↓
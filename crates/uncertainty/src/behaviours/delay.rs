//! Delay behaviours - add blocking latency around an inner behaviour.

use super::Behaviour;
use crate::error::Result;
use crate::handler::{query_param, Handler, Request, Response};
use hyper::header::HeaderName;
use rand::Rng;
use std::time::Duration;
use tracing::debug;

/// Where the delay length comes from. Evaluated fresh on every invocation.
#[derive(Debug, Clone, PartialEq)]
pub enum DelaySource {
    /// Fixed number of seconds
    Fixed(f64),
    /// Uniformly distributed between `min` and `max` seconds
    Uniform { min: f64, max: f64 },
    /// Seconds read from a query parameter, `default` when absent or invalid
    Query { param: String, default: f64 },
    /// Seconds read from a request header, `default` when absent or invalid
    Header { name: HeaderName, default: f64 },
}

/// Cap on delays read from the request itself.
pub const MAX_REQUEST_DELAY_SECS: f64 = 300.0;

impl DelaySource {
    pub fn duration<R: Rng + ?Sized>(&self, request: &Request, rng: &mut R) -> Duration {
        let seconds = match self {
            DelaySource::Fixed(seconds) => *seconds,
            DelaySource::Uniform { min, max } => {
                // gen_range panics on non-finite bounds or an overflowing span
                if max > min && (max - min).is_finite() {
                    rng.gen_range(*min..=*max)
                } else {
                    *min
                }
            }
            DelaySource::Query { param, default } => {
                request_seconds(query_param(request, param).as_deref(), *default)
            }
            DelaySource::Header { name, default } => request_seconds(
                request.headers().get(name).and_then(|v| v.to_str().ok()),
                *default,
            ),
        };
        seconds_to_duration(seconds)
    }
}

/// Parse a client-supplied delay. Unparsable or non-finite values fall back to
/// `default`; anything else is capped at [`MAX_REQUEST_DELAY_SECS`].
fn request_seconds(raw: Option<&str>, default: f64) -> f64 {
    raw.and_then(|v| v.trim().parse::<f64>().ok())
        .filter(|seconds| seconds.is_finite())
        .map(|seconds| seconds.min(MAX_REQUEST_DELAY_SECS))
        .unwrap_or(default)
}

impl From<f64> for DelaySource {
    fn from(seconds: f64) -> Self {
        DelaySource::Fixed(seconds)
    }
}

impl From<Duration> for DelaySource {
    fn from(duration: Duration) -> Self {
        DelaySource::Fixed(duration.as_secs_f64())
    }
}

/// Non-positive and NaN values are no-op delays.
fn seconds_to_duration(seconds: f64) -> Duration {
    if seconds.is_nan() || seconds <= 0.0 {
        return Duration::ZERO;
    }
    Duration::try_from_secs_f64(seconds).unwrap_or(Duration::MAX)
}

#[derive(Debug, Clone, Copy, PartialEq, Eq, Default)]
pub enum DelayPhase {
    /// Sleep, then invoke the inner behaviour
    #[default]
    BeforeResponse,
    /// Invoke the inner behaviour, then sleep before returning its response
    AfterResponse,
}

#[derive(Debug, Clone)]
pub struct Delay {
    inner: Box<Behaviour>,
    source: DelaySource,
    phase: DelayPhase,
}

impl Delay {
    pub fn new(inner: Behaviour, source: impl Into<DelaySource>, phase: DelayPhase) -> Self {
        Self {
            inner: Box::new(inner),
            source: source.into(),
            phase,
        }
    }

    pub fn source(&self) -> &DelaySource {
        &self.source
    }

    pub fn phase(&self) -> DelayPhase {
        self.phase
    }

    pub(super) fn invoke_with_rng<R: Rng + ?Sized>(
        &self,
        next: &dyn Handler,
        request: &Request,
        rng: &mut R,
    ) -> Result<Response> {
        let duration = self.source.duration(request, rng);
        match self.phase {
            DelayPhase::BeforeResponse => {
                pause(duration);
                self.inner.invoke_with_rng(next, request, rng)
            }
            DelayPhase::AfterResponse => {
                let response = self.inner.invoke_with_rng(next, request, rng)?;
                pause(duration);
                Ok(response)
            }
        }
    }
}

/// Blocks the calling thread only.
fn pause(duration: Duration) {
    if duration.is_zero() {
        return;
    }
    debug!("Delaying response by {}ms", duration.as_millis());
    std::thread::sleep(duration);
}

/// Sleep before invoking `inner`.
pub fn delay(inner: Behaviour, source: impl Into<DelaySource>) -> Behaviour {
    Delay::new(inner, source, DelayPhase::BeforeResponse).into()
}

/// Invoke `inner`, then sleep before handing its response back.
pub fn delay_response(inner: Behaviour, source: impl Into<DelaySource>) -> Behaviour {
    Delay::new(inner, source, DelayPhase::AfterResponse).into()
}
↑
__Task directions__: Quote each line above in full, word for word.

__Exercise result__:
filename crates/uncertainty/src/behaviours/delay.rs
//! Delay behaviours - add blocking latency around an inner behaviour.

use super::Behaviour;
use crate::error::Result;
use crate::handler::{query_param, Handler, Request, Response};
use hyper::header::HeaderName;
use rand::Rng;
use std::time::Duration;
use tracing::debug;

/// Where the delay length comes from. Evaluated fresh on every invocation.
#[derive(Debug, Clone, PartialEq)]
pub enum DelaySource {
    /// Fixed number of seconds
    Fixed(f64),
    /// Uniformly distributed between `min` and `max` seconds
    Uniform { min: f64, max: f64 },
    /// Seconds read from a query parameter, `default` when absent or invalid
    Query { param: String, default: f64 },
    /// Seconds read from a request header, `default` when absent or invalid
    Header { name: HeaderName, default: f64 },
}

/// Cap on delays read from the request itself.
pub const MAX_REQUEST_DELAY_SECS: f64 = 300.0;

impl DelaySource {
    pub fn duration<R: Rng + ?Sized>(&self, request: &Request, rng: &mut R) -> Duration {
        let seconds = match self {
            DelaySource::Fixed(seconds) => *seconds,
            DelaySource::Uniform { min, max } => {
                // gen_range panics on non-finite bounds or an overflowing span
                if max > min && (max - min).is_finite() {
                    rng.gen_range(*min..=*max)
                } else {
                    *min
                }
            }
            DelaySource::Query { param, default } => {
                request_seconds(query_param(request, param).as_deref(), *default)
            }
            DelaySource::Header { name, default } => request_seconds(
                request.headers().get(name).and_then(|v| v.to_str().ok()),
                *default,
            ),
        };
        seconds_to_duration(seconds)
    }
}

/// Parse a client-supplied delay. Unparsable or non-finite values fall back to
/// `default`; anything else is capped at [`MAX_REQUEST_DELAY_SECS`].
fn request_seconds(raw: Option<&str>, default: f64) -> f64 {
    raw.and_then(|v| v.trim().parse::<f64>().ok())
        .filter(|seconds| seconds.is_finite())
        .map(|seconds| seconds.min(MAX_REQUEST_DELAY_SECS))
        .unwrap_or(default)
}

impl From<f64> for DelaySource {
    fn from(seconds: f64) -> Self {
        DelaySource::Fixed(seconds)
    }
}

impl From<Duration> for DelaySource {
    fn from(duration: Duration) -> Self {
        DelaySource::Fixed(duration.as_secs_f64())
    }
}

/// Non-positive and NaN values are no-op delays.
fn seconds_to_duration(seconds: f64) -> Duration {
    if seconds.is_nan() || seconds <= 0.0 {
        return Duration::ZERO;
    }
    Duration::try_from_secs_f64(seconds).unwrap_or(Duration::MAX)
}

#[derive(Debug, Clone, Copy, PartialEq, Eq, Default)]
pub enum DelayPhase {
    /// Sleep, then invoke the inner behaviour
    #[default]
    BeforeResponse,
    /// Invoke the inner behaviour, then sleep before returning its response
    AfterResponse,
}

#[derive(Debug, Clone)]
pub struct Delay {
    inner: Box<Behaviour>,
    source: DelaySource,
    phase: DelayPhase,
}

impl Delay {
    pub fn new(inner: Behaviour, source: impl Into<DelaySource>, phase: DelayPhase) -> Self {
        Self {
            inner: Box::new(inner),
            source: source.into(),
            phase,
        }
    }

    pub fn source(&self) -> &DelaySource {
        &self.source
    }

    pub fn phase(&self) -> DelayPhase {
        self.phase
    }

    pub(super) fn invoke_with_rng<R: Rng + ?Sized>(
        &self,
        next: &dyn Handler,
        request: &Request,
        rng: &mut R,
    ) -> Result<Response> {
        let duration = self.source.duration(request, rng);
        match self.phase {
            DelayPhase::BeforeResponse => {
                pause(duration);
                self.inner.invoke_with_rng(next, request, rng)
            }
            DelayPhase::AfterResponse => {
                let response = self.inner.invoke_with_rng(next, request, rng)?;
                pause(duration);
                Ok(response)
            }
        }
    }
}

/// Blocks the calling thread only.
fn pause(duration: Duration) {
    if duration.is_zero() {
        return;
    }
    debug!("Delaying response by {}ms", duration.as_millis());
    std::thread::sleep(duration);
}

/// Sleep before invoking `inner`.
pub fn delay(inner: Behaviour, source: impl Into<DelaySource>) -> Behaviour {
    Delay::new(inner, source, DelayPhase::BeforeResponse).into()
}

/// Invoke `inner`, then sleep before handing its response back.
pub fn delay_response(inner: Behaviour, source: impl Into<DelaySource>) -> Behaviour {
    Delay::new(inner, source, DelayPhase::AfterResponse).into()
}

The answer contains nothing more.